Isolation and comparative genomics of Mycobacterium tuberculosis isolates from cattle and their attendants in South India.

Author information

1
ICMR-National Institute for Research in Tuberculosis, Chennai, India. kannanvet@rediffmail.com.
2
Department of Medicine, University of Cambridge, Hills Rd, Cambridge, CB2 0QQ, United Kingdom.
3
Translational Research Platform for Veterinary Biologicals (TRPVB), Tamil Nadu Veterinary and Animal Sciences University, Chennai, India.
4
ICMR-National Institute for Research in Tuberculosis, Chennai, India.
5
World Health Organization, Geneva, Switzerland.
6
Department of Medicine, University of Cambridge, Hills Rd, Cambridge, CB2 0QQ, United Kingdom. sjp97@medschl.cam.ac.uk.

Abstract

The major human pathogen Mycobacterium tuberculosis is rarely reported to cause disease in other animals.
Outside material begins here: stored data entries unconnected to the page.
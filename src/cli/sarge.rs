use std::convert::Infallible;

use sarge::ArgumentType;

use crate::cli::SeparatorArg;

impl ArgumentType for SeparatorArg {
    type Error = Infallible;

    fn from_value(val: Option<&str>) -> sarge::ArgResult<Self> {
        // A bare `--separator` with no value keeps the default.
        let sep = match val {
            None | Some("") => SeparatorArg::default(),
            Some(v) => SeparatorArg::parse(v),
        };
        Some(Ok(sep))
    }
}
Cases in livestock are thought to occur through contact with infected handlers, but previous studies evaluating putative livestock-human transmission used typing techniques with limited resolution. Here, we undertook cross-sectional surveillance for tuberculosis in 271 livestock handlers and 167 cattle on three farms in Chennai, India and defined the relatedness of cultured isolates using whole genome sequencing. Humans and livestock were screened for active mycobacterial infection, and opportunistic post-mortem examination was performed on comparative intradermal test-positive cattle that died. Four cattle and 6 handlers on two farms were culture-positive for M. tuberculosis; M. bovis was not isolated. All 10 isolates (one from each case) belonged to Lineage 1. Pairwise genome comparisons of single nucleotide polymorphism (SNP) differences ranged from 1 to 600 SNPs, but 3 isolate pairs were less than 5 SNPs different. Two pairs were from handlers and the third pair were from two cattle on the same farm. The minimum pairwise SNP difference between a cattle and human isolate was >250 SNPs. Our study confirms the presence of M. tuberculosis infection in cattle in India, sequencing of which characterised relatedness between human and cattle-derived isolates.